Amy stuck her head in again.

“Sorry,” I said, before she could open her mouth. “I can’t speak to anyone right now. E-mail bulletins only for another half hour at least. Hang on.”

The file completed downloading, and I dragged a copy to the folder where I kept documents for client access.

“I’m writing a big video file to the public drive. As soon as it finishes, e-mail the address to Rashid and then to everyone else on the prime distribution list.”

“Right,” she said, closing the door.

“Can we get on with this?” Walter snarled.

I clicked on the file irritably. My media player opened, and a second later the screen filled with an image I couldn’t identify, the lower half shiny gray metal and the upper a blurry blue tube. The field of view began shifting smoothly upward, and suddenly I got oriented.

“The camera’s mounted on one of the scrubbing towers,” I said. “It was pointed straight down, maybe so nobody would notice it.”

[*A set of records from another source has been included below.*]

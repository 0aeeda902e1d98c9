//! Notehead detection: ellipse-fit candidates snapped to the staff
//! position grid, deduplicated, then filtered through the OCR
//! confidence gate.

use crate::classifiers::{prepare_ocr_patch, read_ocr_output, Classifiers, GateDecision};
use crate::image::GrayImage;
use crate::score::{Staff, System};

use super::constants::*;
use super::HeadCandidate;

/// Detect notehead candidates on every staff, ordered by
/// `(staff_index, x)`.
pub fn detect_noteheads(
    img: &GrayImage,
    staves: &[Staff],
    systems: &[System],
) -> Vec<HeadCandidate> {
    let mut heads = Vec::new();
    for (staff_index, staff) in staves.iter().enumerate() {
        detect_on_staff(img, staff, staff_index, staves, systems, &mut heads);
    }
    heads.sort_by_key(|h| (h.staff_index, h.x));
    heads
}

fn detect_on_staff(
    img: &GrayImage,
    staff: &Staff,
    staff_index: usize,
    staves: &[Staff],
    systems: &[System],
    out: &mut Vec<HeadCandidate>,
) {
    let s = staff.spacing();
    let (margin_top, margin_bottom) = scan_margins(staff_index, staves, systems);
    let y_start = (staff.top() as f32 - margin_top * s) as i64;
    let y_end = (staff.bottom() as f32 + margin_bottom * s) as i64;

    let mask = LineRowMask::new(staff);
    let half_w = HEAD_ELLIPSE_HALF_W_S * s;
    let half_h = HEAD_ELLIPSE_HALF_H_S * s;
    let dedup = HEAD_DEDUP_CHEBYSHEV_S * s;

    let mut accepted: Vec<(f32, f32)> = Vec::new();
    for y in y_start.max(0)..y_end.min(img.height() as i64) {
        for x in 0..img.width() as i64 {
            if img.get(x, y) >= HEAD_DARK_LUMA {
                continue;
            }
            if accepted
                .iter()
                .any(|&(ax, ay)| chebyshev(ax, ay, x as f32, y as f32) < dedup)
            {
                continue;
            }
            if let Some((cx, cy, position)) =
                evaluate_candidate(img, staff, &mask, x as f32, y as f32, half_w, half_h)
            {
                if accepted
                    .iter()
                    .any(|&(ax, ay)| chebyshev(ax, ay, cx, cy) < dedup)
                {
                    continue;
                }
                accepted.push((cx, cy));
                out.push(HeadCandidate::new(
                    cx.round() as u32,
                    cy.round() as u32,
                    staff_index,
                    position,
                ));
            }
        }
    }
}

/// Scan margins in spacings. The side of a paired staff that faces a
/// wide inter-staff gap is assumed to border lyrics and shrinks.
fn scan_margins(
    staff_index: usize,
    staves: &[Staff],
    systems: &[System],
) -> (f32, f32) {
    let mut top = HEAD_SCAN_MARGIN_S;
    let mut bottom = HEAD_SCAN_MARGIN_S;
    let staff = &staves[staff_index];
    let Some(system) = systems
        .iter()
        .find(|sys| sys.staff_indices.contains(&staff_index))
    else {
        return (top, bottom);
    };
    if system.staff_indices.len() < 2 {
        return (top, bottom);
    }
    let pos = system
        .staff_indices
        .iter()
        .position(|&i| i == staff_index)
        .unwrap_or(0);
    let lyrics_gap = LYRICS_GAP_S * staff.spacing();
    if pos > 0 {
        let above = &staves[system.staff_indices[pos - 1]];
        if (staff.top().saturating_sub(above.bottom()) as f32) > lyrics_gap {
            top = HEAD_SCAN_MARGIN_LYRICS_S;
        }
    }
    if pos + 1 < system.staff_indices.len() {
        let below = &staves[system.staff_indices[pos + 1]];
        if (below.top().saturating_sub(staff.bottom()) as f32) > lyrics_gap {
            bottom = HEAD_SCAN_MARGIN_LYRICS_S;
        }
    }
    (top, bottom)
}

/// Rows occupied by staff lines, excluded from fill statistics so the
/// lines themselves don't read as ink of the head.
struct LineRowMask {
    rows: Vec<(i64, i64)>,
}

impl LineRowMask {
    fn new(staff: &Staff) -> Self {
        let halfwidth = if staff.spacing() >= 12.0 { 2 } else { 1 };
        Self {
            rows: staff
                .lines
                .iter()
                .map(|&y| (y as i64 - halfwidth, y as i64 + halfwidth))
                .collect(),
        }
    }

    fn masked(&self, y: i64) -> bool {
        self.rows.iter().any(|&(lo, hi)| y >= lo && y <= hi)
    }
}

fn chebyshev(ax: f32, ay: f32, bx: f32, by: f32) -> f32 {
    (ax - bx).abs().max((ay - by).abs())
}

/// Run the geometric acceptance tests for a candidate center. Returns
/// the dark centroid and snapped staff position on success.
fn evaluate_candidate(
    img: &GrayImage,
    staff: &Staff,
    mask: &LineRowMask,
    x: f32,
    y: f32,
    half_w: f32,
    half_h: f32,
) -> Option<(f32, f32, i32)> {
    let s = staff.spacing();
    let h = staff.half_space();

    // Ellipse fill, sampled off staff-line rows.
    let mut total = 0u32;
    let mut dark = 0u32;
    let mut sum_x = 0.0f32;
    let mut sum_y = 0.0f32;
    let mut left_dark = 0u32;
    let mut right_dark = 0u32;
    let mut bbox: Option<(i64, i64, i64, i64)> = None;

    let x0 = (x - half_w).floor() as i64;
    let x1 = (x + half_w).ceil() as i64;
    let y0 = (y - half_h).floor() as i64;
    let y1 = (y + half_h).ceil() as i64;
    for py in y0..=y1 {
        if mask.masked(py) {
            continue;
        }
        for px in x0..=x1 {
            let nx = (px as f32 - x) / half_w;
            let ny = (py as f32 - y) / half_h;
            if nx * nx + ny * ny > 1.0 {
                continue;
            }
            total += 1;
            if img.get(px, py) < HEAD_DARK_LUMA {
                dark += 1;
                sum_x += px as f32;
                sum_y += py as f32;
                if (px as f32) < x {
                    left_dark += 1;
                } else {
                    right_dark += 1;
                }
                bbox = Some(match bbox {
                    None => (px, py, px, py),
                    Some((bx0, by0, bx1, by1)) => {
                        (bx0.min(px), by0.min(py), bx1.max(px), by1.max(py))
                    }
                });
            }
        }
    }

    if total < HEAD_MIN_SAMPLES as u32 || (dark as f32 / total as f32) < HEAD_MIN_FILL {
        return None;
    }

    // Shape bounds.
    let (bx0, by0, bx1, by1) = bbox?;
    let bw = (bx1 - bx0 + 1) as f32;
    let bh = (by1 - by0 + 1) as f32;
    let aspect = bw / bh.max(1.0);
    if !(HEAD_ASPECT_MIN..=HEAD_ASPECT_MAX).contains(&aspect) {
        return None;
    }

    let cx = sum_x / dark as f32;
    let cy = sum_y / dark as f32;

    // Stem rejection: a long vertical run through the centroid means
    // the candidate sits on a stem or barline.
    let run = super::vertical_run_length(img, cx.round() as i64, cy.round() as i64, 1);
    if run as f32 > HEAD_MAX_VERTICAL_RUN_S * s {
        return None;
    }

    // Left/right symmetry.
    let lr = left_dark.min(right_dark) as f32 / left_dark.max(right_dark).max(1) as f32;
    if lr < HEAD_SYMMETRY_MIN {
        return None;
    }

    // Snap to the staff-position grid.
    let raw = (staff.bottom() as f32 - cy) / h;
    let position = raw.round() as i32;
    if (raw - position as f32).abs() >= HEAD_SNAP_MAX_ERROR {
        return None;
    }
    if !(HEAD_POSITION_MIN..=HEAD_POSITION_MAX).contains(&position) {
        return None;
    }

    Some((cx, cy, position))
}

// ═══════════════════════════════════════════════════════════════════════
// Confidence gate
// ═══════════════════════════════════════════════════════════════════════

/// Crop a patch around each candidate, run the OCR classifier, and drop
/// candidates the gate rejects. Without a model every candidate passes.
pub fn apply_confidence_gate(
    img: &GrayImage,
    staves: &[Staff],
    classifiers: &Classifiers,
    heads: &mut Vec<HeadCandidate>,
) {
    let Some(ocr) = &classifiers.ocr else {
        log::debug!("OCR classifier unavailable; confidence gate skipped");
        return;
    };

    heads.retain_mut(|head| {
        let s = staves[head.staff_index].spacing();
        let patch = prepare_ocr_patch(img, head.x as f32, head.y as f32, s);
        let reading = read_ocr_output(&ocr(&patch));
        match reading.gate() {
            GateDecision::Reject => false,
            GateDecision::Keep { low_conf } => {
                head.ocr = Some(reading);
                head.low_conf = low_conf;
                true
            }
        }
    });
}

#[cfg(test)]
mod tests {
    use super::*;
    use crate::classifiers::OCR_CLASSES;
    use crate::omr::staff::{detect_staves, group_systems};
    use crate::omr::testutil::SheetPainter;

    fn staff_page() -> SheetPainter {
        let mut page = SheetPainter::new(1000, 300);
        page.staff(100, 14);
        page
    }

    fn run_detection(page: SheetPainter) -> (crate::image::GrayImage, Vec<Staff>, Vec<HeadCandidate>) {
        let img = page.finish();
        let staves = detect_staves(&img).unwrap();
        let systems = group_systems(&img, &staves);
        let heads = detect_noteheads(&img, &staves, &systems);
        (img, staves, heads)
    }

    #[test]
    fn filled_head_in_a_space_is_found_once() {
        let mut page = staff_page();
        // Space between the bottom two lines (position 1), y = 150.
        page.filled_ellipse(400.0, 150.0, 7.5, 5.5);
        let (_, _, heads) = run_detection(page);

        assert_eq!(heads.len(), 1, "got {heads:?}");
        assert_eq!(heads[0].position, 1);
        assert!((heads[0].x as i64 - 400).abs() <= 4);
    }

    #[test]
    fn hollow_head_is_still_detected() {
        let mut page = staff_page();
        page.hollow_ellipse(400.0, 136.0, 7.7, 5.6, 4.9, 3.1);
        let (_, _, heads) = run_detection(page);

        assert_eq!(heads.len(), 1, "got {heads:?}");
        assert_eq!(heads[0].position, 3);
    }

    #[test]
    fn head_on_a_line_snaps_to_even_position() {
        let mut page = staff_page();
        // Centered on the middle line (position 4), y = 129.
        page.filled_ellipse(500.0, 129.0, 7.5, 5.5);
        let (_, _, heads) = run_detection(page);

        assert_eq!(heads.len(), 1);
        assert_eq!(heads[0].position, 4);
    }

    #[test]
    fn blob_far_above_the_scan_region_is_ignored() {
        let mut page = staff_page();
        // Well past the +3-spacing scan margin above the staff.
        page.filled_ellipse(400.0, 40.0, 7.5, 5.5);
        let (_, _, heads) = run_detection(page);
        assert!(heads.is_empty(), "got {heads:?}");
    }

    #[test]
    fn thin_vertical_stroke_is_rejected() {
        let mut page = staff_page();
        page.vline(400, 110, 150, 2);
        let (_, _, heads) = run_detection(page);
        assert!(heads.is_empty(), "stem detected as head: {heads:?}");
    }

    #[test]
    fn two_heads_in_one_chord_both_survive_dedup() {
        let mut page = staff_page();
        page.filled_ellipse(400.0, 150.0, 7.5, 5.5); // position 1
        page.filled_ellipse(400.0, 122.0, 7.5, 5.5); // position 5
        let (_, _, heads) = run_detection(page);

        assert_eq!(heads.len(), 2, "got {heads:?}");
        let mut positions: Vec<i32> = heads.iter().map(|head| head.position).collect();
        positions.sort_unstable();
        assert_eq!(positions, vec![1, 5]);
    }

    #[test]
    fn gate_rejects_rest_readings_and_keeps_notes() {
        let mut page = staff_page();
        page.filled_ellipse(400.0, 150.0, 7.5, 5.5);
        let (img, staves, mut heads) = run_detection(page);
        assert_eq!(heads.len(), 1);

        // A classifier insisting the patch is a quarter rest.
        let reject_all = crate::Classifiers::none().with_ocr(Box::new(|_| {
            let mut out = vec![0.0; OCR_CLASSES];
            out[14] = 9.0;
            out
        }));
        apply_confidence_gate(&img, &staves, &reject_all, &mut heads);
        assert!(heads.is_empty());
    }

    #[test]
    fn gate_attaches_the_reading_on_keep() {
        let mut page = staff_page();
        page.filled_ellipse(400.0, 150.0, 7.5, 5.5);
        let (img, staves, mut heads) = run_detection(page);

        let keep_eighth = crate::Classifiers::none().with_ocr(Box::new(|_| {
            let mut out = vec![0.0; OCR_CLASSES];
            out[3] = 9.0;
            out
        }));
        apply_confidence_gate(&img, &staves, &keep_eighth, &mut heads);
        assert_eq!(heads.len(), 1);
        let reading = heads[0].ocr.expect("reading attached");
        assert_eq!(reading.subtype, Some(crate::score::Duration::Eighth));
        assert!(!heads[0].low_conf);
    }

    #[test]
    fn no_model_passes_everything() {
        let mut page = staff_page();
        page.filled_ellipse(400.0, 150.0, 7.5, 5.5);
        let (img, staves, mut heads) = run_detection(page);
        apply_confidence_gate(&img, &staves, &crate::Classifiers::none(), &mut heads);
        assert_eq!(heads.len(), 1);
        assert!(heads[0].ocr.is_none());
    }
}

“Whose camera?” Walter asked.

“My contact didn’t know. Pirates, he said.”

The camera scrolled up until the Gulf of Finland was just visible at the top of the screen and then began tracking to the right. Alex pointed to the screen.

“What’s that?”

Four metal struts reached skyward, the ends blackened and twisted. Dark smoke was spewing up between them.

“The control tower,” I replied, horrified. Even with the terminus performing only minimal duty, there would have been at least three or four guys in the control tower.

The camera kept panning, and the white marquee where I’d last seen the Russian deputy prime minister about to speak—or what was left of it—came into view.

“Jesus Christ.” Alex gasped.

Flaming scraps of canvas surrounded a charred rectangular area that looked like an airplane crash site. Burned corpses and scattered body parts became distinguishable as the camera zoomed in. A few survivors crawled on the ground, blood seeping from appalling wounds. Alex grabbed hold of my garbage can and threw up. I felt I wouldn’t be far behind him. Walter started to leave.

“Wait,” I managed to say. “My contact said I should watch until the end.”

“Why?”

“I don’t know.”

“Can you speed it up?” Walter asked impatiently.

“I think so.”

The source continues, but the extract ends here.